Key Takeaways For Physicians From Value-Based Reimbursement

In the rapidly changing healthcare landscape, payers are asking medical providers to shift from volume-based care; the fee for service to a value-based reimbursement structure. This evolution toward value-based reimbursement benefits the patient, the healthcare provider as well as the payers. Value-based reimbursement encourages healthcare providers to deliver the best care at the lowest cost. In turn, patients receive a higher quality of care at a better value.

Because of the continued focus on value-based reimbursement, these regulations will have a financial impact on the healthcare industry all across the U.S.A. For this article, we are going to focus on the key takeaways for physicians from value-based reimbursements:

  • A certain amount of scale is required for success. Whether an ACO is hospital-led or physician-led, it needs deep pockets to build the necessary infrastructure and hire sufficient care managers.
  • Physicians will have to become accustomed to the idea of delivering high-quality care within a budget.
  • Restructure physician comp to align provider incentives with value-based care.
  • Create patient-centered medical homes or use existing PCMH as building blocks for your ACO.
  • Focus on care management for high-risk patients as well as other segments of the population that could become high risk in the future
  • Automate as much of population health management as you can while emphasizing human contact for high-risk patients
  • Assimilate claims data with clinical data to provide breadth, timeliness, and adequate detail for analytic purposes.
  • Find ways to obtain timely information from hospitals and health plans about admissions, discharges, and procedures
  • Use predictive modeling to intervene with patients who are likely to get sick in the coming year.
  • Use registries to track patients’ health status and make sure they get the services they need.
  • Apply financial analytics to budgeting, using historical data on costs and, if possible, activity-based cost accounting.

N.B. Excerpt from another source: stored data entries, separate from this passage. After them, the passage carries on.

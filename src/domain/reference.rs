// ==========================================
// 制造成本估算系统 - 参考数据实体
// ==========================================
// 职责: 工序 / 机床 / 负荷 / 材料 / 机时费率(MHR) 主数据
// 红线: 引擎只读，不写参考数据
// ==========================================

use serde::{Deserialize, Serialize};

/// 工序类型
#[derive(Debug, Clone, PartialEq, Serialize, Deserialize)]
pub struct OperationType {
    pub id: i64,
    pub name: String,
}

/// 机床
///
/// 类别（普通/三轴/五轴/专机）不落库，由名称推断
#[derive(Debug, Clone, PartialEq, Serialize, Deserialize)]
pub struct Machine {
    pub id: i64,
    pub name: String,
    pub operation_type_id: Option<i64>,
}

/// 负荷等级字典（名称可能为 "Medium duty" 等同义写法）
#[derive(Debug, Clone, PartialEq, Serialize, Deserialize)]
pub struct Duty {
    pub id: i64,
    pub name: String,
}

/// 材料字典
#[derive(Debug, Clone, PartialEq, Serialize, Deserialize)]
pub struct Material {
    pub id: i64,
    pub name: String,
}

/// 机时费率配置行
///
/// 引擎只关心 machine_hr_rate，其余字段仅作展示
#[derive(Debug, Clone, PartialEq, Serialize, Deserialize)]
pub struct MhrRecord {
    pub id: i64,
    pub operation_type_id: Option<i64>,
    pub duty_id: Option<i64>,
    pub machine_id: Option<i64>,
    pub investment_cost: Option<String>,
    pub elect_power_rating: Option<String>,
    pub elect_power_charges: Option<String>,
    pub available_hrs_per_annum: Option<String>,
    pub utilization_hrs_year: Option<String>,
    pub machine_hr_rate: Option<f64>,
}

/// 机时费率配置行（关联工序/负荷/机床名称）
#[derive(Debug, Clone, PartialEq, Serialize, Deserialize)]
pub struct MhrRow {
    pub record: MhrRecord,
    pub operation_name: Option<String>,
    pub duty_name: Option<String>,
    pub machine_name: Option<String>,
}

/// 新增机时费率配置（导入/初始化用）
#[derive(Debug, Clone, Default, PartialEq, Serialize, Deserialize)]
pub struct NewMhrRecord {
    pub operation_type_id: i64,
    pub duty_id: i64,
    pub machine_id: i64,
    pub investment_cost: Option<String>,
    pub elect_power_rating: Option<String>,
    pub elect_power_charges: Option<String>,
    pub available_hrs_per_annum: Option<String>,
    pub utilization_hrs_year: Option<String>,
    pub machine_hr_rate: Option<f64>,
}

/// 机时费率配置导入行（按名称引用工序/负荷/机床）
#[derive(Debug, Clone, Default, PartialEq, Serialize, Deserialize)]
pub struct MhrConfigRow {
    pub operation: String,
    pub duty: String,
    pub machine: String,
    pub investment_cost: Option<String>,
    pub elect_power_rating: Option<String>,
    pub elect_power_charges: Option<String>,
    pub available_hrs_per_annum: Option<String>,
    pub utilization_hrs_year: Option<String>,
    pub machine_hr_rate: Option<f64>,
}
// ==========================================
// 制造成本估算系统 - 数据仓储层
// ==========================================
// 红线: Repository 不含业务逻辑
// ==========================================
// 职责: 提供数据访问接口,屏蔽数据库细节
// 约束: 所有查询使用参数化,防止 SQL 注入
// ==========================================

pub mod error;
pub mod reference_data_repo;
pub mod reference_data_repo_impl;

// 重导出核心仓储
pub use error::{RepositoryError, RepositoryResult};
pub use reference_data_repo::ReferenceDataReader;
pub use reference_data_repo_impl::{MhrImportSummary, ReferenceDataRepository};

Public and private payers, including Medicare and some of the nation’s biggest health insurers, plan to hasten the migration of the healthcare reimbursement system from pay-for-volume to pay-for-value. The acceleration in the pace of change from fee-for-service to risk-based reimbursement is likely to reshape the healthcare business over the next 3 to 5 years.

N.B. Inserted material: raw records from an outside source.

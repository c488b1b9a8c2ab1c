// ==========================================
// 制造成本估算系统 - 引擎编排器
// ==========================================
// 用途: 协调 负荷判定 → 费率解析 → 成本核算 的执行顺序
// 红线: 编排器只读参考数据，不落库
// ==========================================

use crate::config::settings::EstimationSettings;
use crate::domain::cost::{
    CalculationSteps, CostBreakdown, CostRequest, DutyClassification, MachineDetails, PartGeometry,
};
use crate::domain::types::{DutyCategory, MachineCategory};
use crate::engine::calculator::CostCalculator;
use crate::engine::classifier::DutyClassifier;
use crate::engine::error::{EstimationError, EstimationResult};
use crate::engine::resolver::{
    determine_machine_category, select_machine, MachineResolver, MhrLookupIds, MhrResolution,
};
use crate::repository::reference_data_repo::ReferenceDataReader;
use std::sync::Arc;
use tracing::{debug, info, instrument};

/// 报价场景的默认材料
const QUICK_ESTIMATE_MATERIAL: &str = "steel";

// ==========================================
// CostEstimate - 单件估算结果
// ==========================================
#[derive(Debug, Clone)]
pub struct CostEstimate {
    pub machine: MachineDetails,
    pub machine_category: MachineCategory,
    pub geometry: PartGeometry,
    pub duty: DutyCategory,
    /// 负荷等级是否由请求人工指定
    pub duty_overridden: bool,
    /// 自动判定时的判定依据（人工指定时为空）
    pub classification: Option<DutyClassification>,
    pub mhr: MhrResolution,
    /// 按数量 1 计算
    pub breakdown: CostBreakdown,
    pub steps: CalculationSteps,
}

// ==========================================
// QuickEstimate - 快速报价结果
// ==========================================
#[derive(Debug, Clone)]
pub struct QuickEstimate {
    pub machine: String,
    pub machine_category: MachineCategory,
    pub duty: DutyCategory,
    pub quantity: u32,
    pub breakdown: CostBreakdown,
}

// ==========================================
// CostEstimationEngine - 估算编排器
// ==========================================
pub struct CostEstimationEngine {
    reader: Arc<dyn ReferenceDataReader>,
    classifier: DutyClassifier,
    resolver: MachineResolver,
    calculator: CostCalculator,
}

impl CostEstimationEngine {
    pub fn new(reader: Arc<dyn ReferenceDataReader>, settings: Arc<EstimationSettings>) -> Self {
        Self {
            classifier: DutyClassifier::new(),
            resolver: MachineResolver::new(reader.clone(), settings.clone()),
            calculator: CostCalculator::new(settings),
            reader,
        }
    }

    pub fn classifier(&self) -> &DutyClassifier {
        &self.classifier
    }

    pub fn resolver(&self) -> &MachineResolver {
        &self.resolver
    }

    pub fn calculator(&self) -> &CostCalculator {
        &self.calculator
    }

    /// 单件成本估算
    ///
    /// 步骤:
    /// 1) 按名称查机床（不存在 → MachineNotFound）
    /// 2) 由机床名称推断类别
    /// 3) 识别形状并计算体积（尺寸不全 → InvalidInput）
    /// 4) 负荷等级: 请求指定优先，否则自动判定
    /// 5) 机时费率 B（两级查找，未配置 → MhrNotConfigured）
    /// 6) 工资率 C
    /// 7) 工时 A 取请求值
    /// 8) 成本分解（数量 1）+ 计算过程
    #[instrument(skip(self, request), fields(machine = %request.machine_name, operation = %request.operation_type))]
    pub fn estimate(&self, request: &CostRequest) -> EstimationResult<CostEstimate> {
        // ===== 步骤1: 机床 =====
        let machine = self
            .reader
            .find_machine_by_name(&request.machine_name)?
            .ok_or_else(|| EstimationError::MachineNotFound(request.machine_name.clone()))?;

        // ===== 步骤2: 机床类别 =====
        let machine_category = determine_machine_category(&machine.name);

        // ===== 步骤3: 形状 + 体积 =====
        let geometry = self.classifier.detect_geometry(&request.dimensions)?;

        // ===== 步骤4: 负荷等级 =====
        let operation = request.operation_type.as_str();
        let material = request.material.as_str();
        let (duty, classification) = match request.duty_category {
            Some(duty) => (duty, None),
            None => {
                let c = self
                    .classifier
                    .classify(geometry.shape, &geometry.dimensions, material, operation);
                (c.duty, Some(c))
            }
        };
        debug!(duty = %duty, overridden = classification.is_none(), "负荷等级已确定");

        // ===== 步骤5: 机时费率 B =====
        let mhr = self.resolver.resolve_machine_hour_rate(
            operation,
            duty.as_str(),
            &machine.name,
            MhrLookupIds {
                machine_id: Some(machine.id),
                op_type_id: machine.operation_type_id,
                duty_id: None,
            },
        )?;

        // ===== 步骤6/7: 工资率 C + 工时 A =====
        let wage_rate = self.resolver.get_wage_rate(&machine.name);
        let man_hours = request.man_hours_per_unit;

        // ===== 步骤8: 成本分解 =====
        let breakdown = self.calculator.calculate_costs(man_hours, mhr.rate, wage_rate, 1);
        let steps = self
            .calculator
            .build_calculation_steps(man_hours, mhr.rate, wage_rate, &breakdown);

        info!(
            machine_id = machine.id,
            duty = %duty,
            rate = mhr.rate,
            wage_rate,
            unit_cost = breakdown.unit_cost,
            "单件成本估算完成"
        );

        Ok(CostEstimate {
            duty_overridden: request.duty_category.is_some(),
            machine: MachineDetails {
                id: machine.id,
                name: machine.name,
                operation_type_id: machine.operation_type_id,
            },
            machine_category,
            geometry,
            duty,
            classification,
            mhr,
            breakdown,
            steps,
        })
    }

    /// 快速报价（仅工序 + 负荷 + 数量）
    ///
    /// 材料固定按 steel 推荐机床，工时取工时矩阵
    #[instrument(skip(self))]
    pub fn quick_estimate(
        &self,
        operation: &str,
        duty: &str,
        quantity: u32,
    ) -> EstimationResult<QuickEstimate> {
        let duty = DutyCategory::parse_normalized(duty).ok_or_else(|| {
            EstimationError::InvalidInput(format!(
                "负荷等级无效: '{}'（可选 light / medium / heavy）",
                duty
            ))
        })?;
        let operation = operation.trim().to_lowercase();

        let (machine_name, machine_category) =
            select_machine(&operation, duty, QUICK_ESTIMATE_MATERIAL, None);

        let machine = self
            .reader
            .find_machine_by_name(&machine_name)?
            .ok_or_else(|| EstimationError::MachineNotFound(machine_name.clone()))?;

        let rate = self.resolver.get_machine_hour_rate(
            &operation,
            duty.as_str(),
            &machine_name,
            MhrLookupIds {
                machine_id: Some(machine.id),
                op_type_id: machine.operation_type_id,
                duty_id: None,
            },
        )?;
        let wage_rate = self.resolver.get_wage_rate(&machine_name);
        let man_hours = self
            .calculator
            .calculate_man_hours(&operation, duty.as_str(), None);

        let breakdown = self
            .calculator
            .calculate_costs(man_hours, rate, wage_rate, quantity);

        info!(
            machine = %machine_name,
            unit_cost = breakdown.unit_cost,
            total_cost = breakdown.total_cost,
            "快速报价完成"
        );

        Ok(QuickEstimate {
            machine: machine_name,
            machine_category,
            duty,
            quantity,
            breakdown,
        })
    }
}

While all healthcare stakeholders will be affected, the pioneers of this approach to healthcare financing will be large, integrated delivery systems and accountable care organizations. Some of these organizations already take varying amounts of financial risk, but the percentage of their revenues coming from shared savings, bundled payments, and global or partial capitation is certain to rise in the next few years.

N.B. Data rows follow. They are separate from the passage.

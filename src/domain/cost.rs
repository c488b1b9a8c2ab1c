// ==========================================
// 制造成本估算系统 - 成本核算实体
// ==========================================
// 职责: 估算请求 / 尺寸 / 成本分解 / 计算过程说明
// 说明: 均为请求内瞬态对象，不落库
// ==========================================

use crate::domain::types::{DutyCategory, MaterialKind, OperationKind, Shape};
use serde::{Deserialize, Serialize};

// ==========================================
// 尺寸 (单位: mm)
// ==========================================
// 回转体: diameter + length
// 箱体:   length + breadth + height
#[derive(Debug, Clone, Copy, Default, PartialEq, Serialize, Deserialize)]
pub struct Dimensions {
    #[serde(default, skip_serializing_if = "Option::is_none")]
    pub diameter: Option<f64>,
    #[serde(default, skip_serializing_if = "Option::is_none")]
    pub length: Option<f64>,
    #[serde(default, skip_serializing_if = "Option::is_none")]
    pub breadth: Option<f64>,
    #[serde(default, skip_serializing_if = "Option::is_none")]
    pub height: Option<f64>,
}

impl Dimensions {
    pub fn round(diameter: f64, length: f64) -> Self {
        Self {
            diameter: Some(diameter),
            length: Some(length),
            ..Default::default()
        }
    }

    pub fn rectangular(length: f64, breadth: f64, height: f64) -> Self {
        Self {
            length: Some(length),
            breadth: Some(breadth),
            height: Some(height),
            ..Default::default()
        }
    }
}

// ==========================================
// 成本估算请求
// ==========================================
#[derive(Debug, Clone, Serialize, Deserialize)]
pub struct CostRequest {
    pub material: MaterialKind,
    pub operation_type: OperationKind,
    pub dimensions: Dimensions,
    /// 机床名称（须与 machines 表完全一致）
    pub machine_name: String,
    /// 单件工时 A (小时)
    pub man_hours_per_unit: f64,
    /// 人工指定负荷等级（为空则自动判定）
    #[serde(default)]
    pub duty_category: Option<DutyCategory>,
}

// ==========================================
// 成本分解
// ==========================================
// A=工时 B=机时费率 C=工资率
#[derive(Debug, Clone, Copy, PartialEq, Serialize, Deserialize)]
pub struct CostBreakdown {
    pub man_hours_per_unit: f64,
    pub machine_hour_rate: f64,
    pub wage_rate: f64,
    pub basic_cost_per_unit: f64,
    pub overheads_per_unit: f64,
    pub profit_per_unit: f64,
    pub packing_forwarding_per_unit: f64,
    pub unit_cost: f64,
    pub total_cost: f64,
    pub outsourcing_mhr: f64,
}

/// 单件成本分解（不含批量总价）
#[derive(Debug, Clone, Copy, PartialEq, Serialize, Deserialize)]
pub struct UnitCostBreakdown {
    pub man_hours_per_unit: f64,
    pub machine_hour_rate: f64,
    pub wage_rate: f64,
    pub basic_cost_per_unit: f64,
    pub overheads_per_unit: f64,
    pub profit_per_unit: f64,
    pub packing_forwarding_per_unit: f64,
    pub unit_cost: f64,
    pub outsourcing_mhr: f64,
}

impl From<CostBreakdown> for UnitCostBreakdown {
    fn from(b: CostBreakdown) -> Self {
        Self {
            man_hours_per_unit: b.man_hours_per_unit,
            machine_hour_rate: b.machine_hour_rate,
            wage_rate: b.wage_rate,
            basic_cost_per_unit: b.basic_cost_per_unit,
            overheads_per_unit: b.overheads_per_unit,
            profit_per_unit: b.profit_per_unit,
            packing_forwarding_per_unit: b.packing_forwarding_per_unit,
            unit_cost: b.unit_cost,
            outsourcing_mhr: b.outsourcing_mhr,
        }
    }
}

// ==========================================
// 负荷判定结果（可解释性）
// ==========================================

/// 基础负荷的判定依据
#[derive(Debug, Clone, Copy, PartialEq, Serialize, Deserialize)]
#[serde(rename_all = "SCREAMING_SNAKE_CASE")]
pub enum DutyBasis {
    /// 按几何尺寸阈值
    Geometry,
    /// 尺寸字段不全，按体积评分兜底
    VolumeScore { score: f64 },
}

#[derive(Debug, Clone, PartialEq, Serialize, Deserialize)]
pub struct DutyClassification {
    pub duty: DutyCategory,
    pub base_duty: DutyCategory,
    pub basis: DutyBasis,
    /// 调整因子（材料/工序抬升），按应用顺序
    pub factors: Vec<String>,
}

// ==========================================
// 计算过程说明
// ==========================================

#[derive(Debug, Clone, PartialEq, Serialize, Deserialize)]
pub struct StepInputs {
    #[serde(rename = "A_man_hours")]
    pub a_man_hours: f64,
    #[serde(rename = "B_machine_hour_rate")]
    pub b_machine_hour_rate: f64,
    #[serde(rename = "C_wage_rate")]
    pub c_wage_rate: f64,
}

#[derive(Debug, Clone, PartialEq, Serialize, Deserialize)]
pub struct CalculationStep {
    pub formula: String,
    pub calculation: String,
    pub result: f64,
}

#[derive(Debug, Clone, PartialEq, Serialize, Deserialize)]
pub struct CalculationSteps {
    pub step_1_inputs: StepInputs,
    pub step_2_basic_cost: CalculationStep,
    pub step_3_overheads: CalculationStep,
    pub step_4_profit: CalculationStep,
    pub step_5_packing_forwarding: CalculationStep,
    pub step_6_unit_cost: CalculationStep,
    pub step_7_outsourcing_mhr: CalculationStep,
}

// ==========================================
// 选定机床
// ==========================================
#[derive(Debug, Clone, PartialEq, Serialize, Deserialize)]
pub struct MachineDetails {
    pub id: i64,
    pub name: String,
    pub operation_type_id: Option<i64>,
}

/// 零件形状 + 规整后的尺寸 + 体积
#[derive(Debug, Clone, Copy, PartialEq, Serialize, Deserialize)]
pub struct PartGeometry {
    pub shape: Shape,
    pub dimensions: Dimensions,
    /// 体积 (mm³)，保留 2 位小数
    pub volume: f64,
}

To prepare for these imminent changes, these organizations must rethink their near-term financial and clinical strategies. They must consider not only how to make the transition to new payment models, but also how to maximize their reimbursement in the new world of population health management. A key part of their strategies will be medical billing which will continue to evolve in tandem with the changing reimbursement landscape.

Value-Based Reimbursement Is To Stay

The healthcare industry has gone through a lot of changes, updates, and new reporting measures. And they’ll only continue as CMS and other payers work through the challenges to improve care through various improvement programs. But; as the penalties increase, health systems will be at a disadvantage if they don’t work to improve the quality of care they provide. In fact, these reductions can exceed the average margin for most hospital systems and cause significant financial hardships.

To be able to survive the value-based reimbursement model, medical coding, medical billing systems need to access their data to determine where they can improve. But most current healthcare data models can’t support the need to analyze data and pull reports from the many different source systems that have already been purchased. Instead, health systems need something different a systematic approach that uses the right information and the right processes at a system level to drive improvement.